Highly Accurate Method of Diagnosing Prostate Cancer Developed

Highly Accurate Method of Diagnosing Prostate Cancer Developed

Prostate cancer is the most common cancer in UK men, yet diagnosing prostate cancer is not always straightforward. Currently there are several methods of diagnosing prostate cancer, including measurement of prostate specific androgen (PSA) in the blood, a digital rectal examination, MRI scans, and biopsies.

Each method of diagnosing prostate cancer has problems and can result in false positives and false negatives. A DRE can identify cancers, although it is not always possible to differentiate between benign and malignant tumors without a biopsy. MRI scans are expensive, not widely available, and do not always show prostate cancer. PSA blood tests are not routinely performed, and even when they are conducted, the results of lack reliability. Biopsies may be the most reliable method of diagnosing prostate cancer, but they are costly, invasive, and carry a risk of infection.

“Current diagnosis of prostate cancer is extremely inefficient, leading to unnecessary treatments for many patients,” said Ghulam Nabi, Professor of Surgical Uro-oncology at the University of Dundee.

More than 47,000 patients are diagnosed with prostate cancer each year in the UK with more than one in eight UK men developing the cancer at some point in their lives. 11,000 men die from the disease in the UK alone.

Developing an accurate, low cost, and reliable method of diagnosing the disease is critical. There are treatments, but the effectiveness of treatment depends on early diagnosis.

Researchers at the University of Dundee in Scotland believe they have the solution. Professor Nabi and his team have developed a new method of diagnosing prostate cancer that is highly accurate and more reliable than other methods currently in use.

The solution is ultrasound scans, or more specifically, shear wave elastography (SWE). Prostate tumors are stiffer than prostate tissue, so when shear waves pass through a tumor they are slowed, and that slowing of the waves can be easily detected and used to form images of the tumor. The definition of the images is far greater than MRI scans.

The researchers conducted a trial using SWE on 200 patients with highly positive results compared to MRI scans.

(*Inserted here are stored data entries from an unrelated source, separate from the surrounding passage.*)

use std::path::{Path, PathBuf};

use chrono::{NaiveDate, Utc};
use clap::{Parser, Subcommand};
use intake_core::form::WebhookPayload;
use intake_core::profile::PersonName;
use intake_core::signature::{self, SIGNATURE_HEADER, SUPPORTED_ALGORITHM};
use serde_json::json;

#[derive(Parser)]
#[command(name = "intake", version, about = "Intake CLI: sign, replay and preview onboarding-form deliveries")]
struct Cli {
    /// API base URL
    #[arg(long, env = "INTAKE_API_URL", default_value = "http://localhost:3000")]
    api_url: String,

    #[command(subcommand)]
    command: Commands,
}

#[derive(Subcommand)]
enum Commands {
    /// Check API health
    Health,
    /// Print the signature header value for a payload file
    Sign {
        /// Shared webhook secret
        #[arg(long, env = "TYPEFORM_SECRET", hide_env_values = true)]
        secret: String,
        /// Raw payload file, signed byte for byte
        #[arg(long)]
        file: PathBuf,
    },
    /// Sign a payload file and deliver it to the webhook endpoint
    Send {
        #[arg(long, env = "TYPEFORM_SECRET", hide_env_values = true)]
        secret: String,
        #[arg(long)]
        file: PathBuf,
    },
    /// Compose the prompt for a payload file locally, without calling the API
    Preview {
        #[arg(long)]
        file: PathBuf,
        /// Given name as the identity store would return it
        #[arg(long)]
        first_name: Option<String>,
        #[arg(long)]
        last_name: Option<String>,
        /// Reference date for the age (YYYY-MM-DD). Defaults to today (UTC).
        #[arg(long)]
        today: Option<NaiveDate>,
    },
}

fn exit_error(message: &str) -> ! {
    let err = json!({
        "error": "cli_error",
        "message": message
    });
    eprintln!("{err:#}");
    std::process::exit(1);
}

#[tokio::main]
async fn main() {
    let _ = dotenvy::dotenv();
    let cli = Cli::parse();

    let result = match cli.command {
        Commands::Health => health(&cli.api_url).await,
        Commands::Sign { secret, file } => sign(&secret, &file),
        Commands::Send { secret, file } => send(&cli.api_url, &secret, &file).await,
        Commands::Preview {
            file,
            first_name,
            last_name,
            today,
        } => preview(
            &file,
            PersonName {
                given_name: first_name,
                family_name: last_name,
            },
            today.unwrap_or_else(|| Utc::now().date_naive()),
        ),
    };

    if let Err(e) = result {
        exit_error(&e.to_string());
    }
}

fn read_payload(path: &Path) -> Result<Vec<u8>, Box<dyn std::error::Error>> {
    std::fs::read(path).map_err(|e| format!("Cannot read {}: {e}", path.display()).into())
}

/// `sha256=<base64>` for `body`.
fn signature_header(secret: &str, body: &[u8]) -> Result<String, Box<dyn std::error::Error>> {
    let digest = signature::sign(secret, body).ok_or("Secret cannot be used as an HMAC key")?;
    Ok(format!("{SUPPORTED_ALGORITHM}={digest}"))
}

fn preview_prompt(
    body: &[u8],
    name: &PersonName,
    today: NaiveDate,
) -> Result<String, Box<dyn std::error::Error>> {
    let payload = WebhookPayload::from_slice(body)?;
    let prompt = intake_core::build_prompt(&payload.form_response, name, today)?;
    Ok(prompt.into_inner())
}

async fn health(api_url: &str) -> Result<(), Box<dyn std::error::Error>> {
    let resp = reqwest::Client::new()
        .get(format!("{api_url}/health"))
        .send()
        .await?;
    let body: serde_json::Value = resp.json().await?;
    println!("{body:#}");
    Ok(())
}

fn sign(secret: &str, file: &Path) -> Result<(), Box<dyn std::error::Error>> {
    let body = read_payload(file)?;
    println!("{}", signature_header(secret, &body)?);
    Ok(())
}

async fn send(api_url: &str, secret: &str, file: &Path) -> Result<(), Box<dyn std::error::Error>> {
    let body = read_payload(file)?;
    let header = signature_header(secret, &body)?;

    let resp = reqwest::Client::new()
        .post(format!("{api_url}/v1/webhooks/typeform"))
        .header("content-type", "application/json")
        .header(SIGNATURE_HEADER, header)
        .body(body)
        .send()
        .await
        .map_err(|e| format!("{e}. Is the API server running? Check INTAKE_API_URL."))?;

    let status = resp.status();
    let text = resp.text().await?;
    let body = serde_json::from_str::<serde_json::Value>(&text).unwrap_or(json!(text));
    println!("{:#}", json!({ "status": status.as_u16(), "body": body }));

    if !status.is_success() {
        return Err(format!("Webhook answered with {status}").into());
    }
    Ok(())
}

fn preview(file: &Path, name: PersonName, today: NaiveDate) -> Result<(), Box<dyn std::error::Error>> {
    let body = read_payload(file)?;
    println!("{}", preview_prompt(&body, &name, today)?);
    Ok(())
}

The team was able to detect 89% of prostate cancers, including aggressive forms that had already spread outside the prostate. The technique could also differentiate between benign and malignant tumors., all without the need for invasive surgery.

“It is like someone has turned the lights on in a darkened room. We can now see with much greater accuracy what tissue is cancerous, where it is and what level of treatment it needs,” said Professor Nabi.

The results of the study have recently been published in the Journal of Urology. Professor Nabi is now looking to extend the trial to confirm the accuracy of the technique for diagnosing aggressive prostate cancers.